Under the General Arrangements to Borrow, it was intended that the Fund should not be able to repay loans in a currency so restricted. Hence, the term currency convertible in fact was coined as the Fund was, in effect, gradually evolving different concepts of currency convertibility.6 The term had not been defined in the decision setting forth the General Arrangements in the belief that it would be easy to recognize such a currency without a definition.

Sharpening the Definition

The phrase currency convertible in fact was adopted for the Outline and for the amendments for the same reason that it was used in the General Arrangements—because of the conviction that a transferor of SDRs should receive a currency that met certain standards of convertibility not necessarily attained by a currency that was convertible under Article VIII. As the drafting of the amendments progressed, it became obvious that the concept would have to be sharply defined.
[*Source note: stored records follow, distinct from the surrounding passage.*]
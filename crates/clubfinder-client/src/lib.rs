//! HTTP adapters for the club search: a Nominatim-compatible geocoder and
//! the club backend.

pub mod clubs;
pub mod error;
pub mod geocode;
mod http;
pub mod types;

pub use clubs::ClubsClient;
pub use error::ClientError;
pub use geocode::GeocodeClient;
pub use types::GeocodeCandidate;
A transferor of SDRs had to be assured that it could obtain, directly or indirectly, the currency it needed; therefore, some procedure had to exist for converting promptly, and with a minimum of inconvenience, the currency received into the currency wanted. At the same time, the transferee had to have some option as to which currency it would provide to the transferor. Thus it was important to make sure that the transferor would receive “equal value” for the SDRs it surrendered regardless of which currency was provided to it. This “principle of equal value” required that, in the determination of the quantity of convertible currency to be provided against SDRs, account had to be taken of the exchange rate at which this quantity of currency could be sold. This is why the concept of currency convertible in fact as eventually defined in Article XXXII (b) was intertwined with the provisions for determining appropriate exchange rates as eventually specified in Article XXV, Section 8.
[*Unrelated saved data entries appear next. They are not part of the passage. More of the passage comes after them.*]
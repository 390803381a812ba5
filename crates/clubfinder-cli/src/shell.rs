//! Interactive search loop.
//!
//! Mirrors a search form: each round asks for an address and the two
//! optional thresholds, runs one search to completion, then prints the
//! session state. Results from the last successful search remain visible
//! after a rejected or failed one.

use std::io::Write as _;

use clubfinder_core::{AppConfig, SearchSession};
use tokio::io::{AsyncBufReadExt, BufReader};

use crate::search::{render_list, Searcher};

const QUIT_COMMANDS: [&str; 3] = [":q", "quit", "exit"];

pub(crate) async fn run_shell(searcher: &Searcher, config: &AppConfig) -> anyhow::Result<()> {
    let session = SearchSession::new();
    let mut lines = BufReader::new(tokio::io::stdin()).lines();

    println!(
        "Searching clubs in {}. Leave a threshold blank for no limit; type :q to quit.",
        config.locality
    );

    loop {
        let Some(address) = prompt(&mut lines, "Address: ").await? else {
            break;
        };
        if QUIT_COMMANDS.contains(&address.trim()) {
            break;
        }
        let Some(min_rating) = prompt(&mut lines, "Minimum rating (0-5): ").await? else {
            break;
        };
        let Some(max_distance) = prompt(&mut lines, "Maximum distance (km): ").await? else {
            break;
        };

        session_round(searcher, &session, &address, &min_rating, &max_distance).await;
    }

    Ok(())
}

async fn session_round(
    searcher: &Searcher,
    session: &SearchSession,
    address: &str,
    min_rating: &str,
    max_distance: &str,
) {
    searcher
        .run(session, address, min_rating, max_distance)
        .await;
    let state = session.snapshot();
    if let Some(notice) = &state.notice {
        println!("! {notice}");
    }
    print!("{}", render_list(&state));
}

async fn prompt<R>(
    lines: &mut tokio::io::Lines<R>,
    label: &str,
) -> anyhow::Result<Option<String>>
where
    R: tokio::io::AsyncBufRead + Unpin,
{
    print!("{label}");
    std::io::stdout().flush()?;
    Ok(lines.next_line().await?)
}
Initially, the staff had in mind that there would normally be only one central currency (under Article XXXII (b) (1)), probably the U.S. dollar, and a number of currencies (under Article XXXII (b) (2)) that would be convertible into that currency. But after several days of discussion and the preparation of separate technical papers on possible procedures for obtaining specific currencies against SDRs and on exchange rates for transactions in SDRs, it was decided to widen the definition of currency convertible in fact so as to include more than one central currency. Some members of the Executive Board, especially Mr. Mentré, were eager to allow for the possibility that at least a few currencies—those that were readily obtainable and usable in international financial transactions—would serve as basic reference currencies. In the view of the French authorities there was what they termed an “asymmetry” in the present international monetary system, where the dollar was the “fixed star,” an asymmetry that they believed should not be cemented into the SDR scheme.

A system of interconvertible currencies, later currencies identified in Article XXXII (b) (1), was eventually agreed. In the amended Articles, Article XXXII (b) thus defined currency convertible in fact as follows:

  • (1) a participant’s currency for which a procedure exists for the conversion of balances of the currency obtained in transactions involving special drawing rights into each other currency for which such procedure exists, at rates of exchange prescribed under Article XXV, Section 8, and which is the currency of a participant that

    • (i) has accepted the obligations of Article VIII, Sections 2, 3, and 4, or

    • (ii) for the settlement of international transactions in fact freely buys and sells gold within the limits prescribed by the Fund under Section 2 of Article IV; or

  • (2) currency convertible into a currency described in paragraph (1) above at rates of exchange prescribed under Article XXV, Section 8.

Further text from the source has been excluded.